-- EXERCISE GOAL --
Take the data below. Output it exactly from its first line through the line containing "impl Debug for".

%%

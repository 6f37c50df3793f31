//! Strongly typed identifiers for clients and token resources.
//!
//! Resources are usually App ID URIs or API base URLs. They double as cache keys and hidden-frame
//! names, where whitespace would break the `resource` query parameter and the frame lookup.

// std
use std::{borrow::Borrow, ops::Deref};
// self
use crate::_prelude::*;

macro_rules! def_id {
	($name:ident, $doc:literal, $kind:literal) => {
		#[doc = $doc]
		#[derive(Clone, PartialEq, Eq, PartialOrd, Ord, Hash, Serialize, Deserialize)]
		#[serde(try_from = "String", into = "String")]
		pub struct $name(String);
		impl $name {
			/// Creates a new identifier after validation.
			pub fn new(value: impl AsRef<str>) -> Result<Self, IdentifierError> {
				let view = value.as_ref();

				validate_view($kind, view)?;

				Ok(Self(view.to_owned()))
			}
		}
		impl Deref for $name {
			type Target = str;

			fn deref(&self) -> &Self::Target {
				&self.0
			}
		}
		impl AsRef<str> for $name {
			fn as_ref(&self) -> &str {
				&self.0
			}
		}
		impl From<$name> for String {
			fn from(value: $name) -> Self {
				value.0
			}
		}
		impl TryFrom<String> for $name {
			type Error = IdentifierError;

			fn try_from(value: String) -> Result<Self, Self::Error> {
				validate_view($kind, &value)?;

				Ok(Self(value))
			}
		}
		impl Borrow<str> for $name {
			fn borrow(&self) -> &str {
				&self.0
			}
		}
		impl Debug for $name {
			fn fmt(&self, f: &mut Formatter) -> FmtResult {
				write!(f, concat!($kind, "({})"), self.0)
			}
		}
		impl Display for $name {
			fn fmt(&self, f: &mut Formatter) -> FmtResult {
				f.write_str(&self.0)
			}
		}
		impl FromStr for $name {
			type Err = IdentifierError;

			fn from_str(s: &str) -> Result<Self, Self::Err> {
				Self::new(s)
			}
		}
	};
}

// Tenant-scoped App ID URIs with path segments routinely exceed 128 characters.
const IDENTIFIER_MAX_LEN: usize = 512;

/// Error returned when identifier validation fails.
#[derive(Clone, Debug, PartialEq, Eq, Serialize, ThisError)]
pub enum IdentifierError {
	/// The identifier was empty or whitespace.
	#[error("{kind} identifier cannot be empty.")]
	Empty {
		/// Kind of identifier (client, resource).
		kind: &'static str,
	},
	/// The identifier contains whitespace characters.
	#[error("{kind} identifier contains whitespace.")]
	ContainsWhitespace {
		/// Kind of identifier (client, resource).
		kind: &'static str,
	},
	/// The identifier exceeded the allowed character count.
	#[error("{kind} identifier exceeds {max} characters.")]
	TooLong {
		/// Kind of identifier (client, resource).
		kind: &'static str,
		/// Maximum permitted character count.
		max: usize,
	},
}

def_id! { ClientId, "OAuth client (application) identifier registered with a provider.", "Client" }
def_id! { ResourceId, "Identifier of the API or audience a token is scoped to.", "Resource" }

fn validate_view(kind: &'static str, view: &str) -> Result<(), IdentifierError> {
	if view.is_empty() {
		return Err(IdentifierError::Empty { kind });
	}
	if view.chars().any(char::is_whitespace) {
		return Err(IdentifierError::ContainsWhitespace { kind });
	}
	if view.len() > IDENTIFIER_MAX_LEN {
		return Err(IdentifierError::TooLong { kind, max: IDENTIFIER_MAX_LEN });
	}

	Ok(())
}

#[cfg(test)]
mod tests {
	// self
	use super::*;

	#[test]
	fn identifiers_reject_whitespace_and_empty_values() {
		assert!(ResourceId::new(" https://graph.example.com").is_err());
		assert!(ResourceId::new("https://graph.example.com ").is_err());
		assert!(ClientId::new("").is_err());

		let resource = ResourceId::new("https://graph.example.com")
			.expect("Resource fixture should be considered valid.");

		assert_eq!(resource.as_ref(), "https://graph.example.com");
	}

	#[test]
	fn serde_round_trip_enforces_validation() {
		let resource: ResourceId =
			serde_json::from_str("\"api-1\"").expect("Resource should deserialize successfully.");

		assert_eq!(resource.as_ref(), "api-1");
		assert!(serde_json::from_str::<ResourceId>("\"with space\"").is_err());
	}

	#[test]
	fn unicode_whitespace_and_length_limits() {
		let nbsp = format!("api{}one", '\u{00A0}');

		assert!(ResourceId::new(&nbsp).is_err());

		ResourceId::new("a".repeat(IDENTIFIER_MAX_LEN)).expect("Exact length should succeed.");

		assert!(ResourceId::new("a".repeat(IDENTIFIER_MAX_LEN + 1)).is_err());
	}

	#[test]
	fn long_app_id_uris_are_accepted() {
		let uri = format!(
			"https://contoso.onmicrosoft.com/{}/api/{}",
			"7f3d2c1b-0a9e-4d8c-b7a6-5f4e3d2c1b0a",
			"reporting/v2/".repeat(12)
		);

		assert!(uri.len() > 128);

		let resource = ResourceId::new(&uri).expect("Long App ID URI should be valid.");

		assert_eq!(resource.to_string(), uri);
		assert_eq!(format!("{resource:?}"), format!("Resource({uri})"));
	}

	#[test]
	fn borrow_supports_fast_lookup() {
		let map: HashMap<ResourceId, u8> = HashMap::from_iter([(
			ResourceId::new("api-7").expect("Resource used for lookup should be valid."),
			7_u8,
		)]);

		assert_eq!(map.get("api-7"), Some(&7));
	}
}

%%

-- SOLUTION --
repository 6f37c50df3793f31
//! Strongly typed identifiers for clients and token resources.
//!
//! Resources are usually App ID URIs or API base URLs. They double as cache keys and hidden-frame
//! names, where whitespace would break the `resource` query parameter and the frame lookup.

// std
use std::{borrow::Borrow, ops::Deref};
// self
use crate::_prelude::*;

macro_rules! def_id {
	($name:ident, $doc:literal, $kind:literal) => {
		#[doc = $doc]
		#[derive(Clone, PartialEq, Eq, PartialOrd, Ord, Hash, Serialize, Deserialize)]
		#[serde(try_from = "String", into = "String")]
		pub struct $name(String);
		impl $name {
			/// Creates a new identifier after validation.
			pub fn new(value: impl AsRef<str>) -> Result<Self, IdentifierError> {
				let view = value.as_ref();

				validate_view($kind, view)?;

				Ok(Self(view.to_owned()))
			}
		}
		impl Deref for $name {
			type Target = str;

			fn deref(&self) -> &Self::Target {
				&self.0
			}
		}
		impl AsRef<str> for $name {
			fn as_ref(&self) -> &str {
				&self.0
			}
		}
		impl From<$name> for String {
			fn from(value: $name) -> Self {
				value.0
			}
		}
		impl TryFrom<String> for $name {
			type Error = IdentifierError;

			fn try_from(value: String) -> Result<Self, Self::Error> {
				validate_view($kind, &value)?;

				Ok(Self(value))
			}
		}
		impl Borrow<str> for $name {
			fn borrow(&self) -> &str {
				&self.0
			}
		}
		impl Debug for $name {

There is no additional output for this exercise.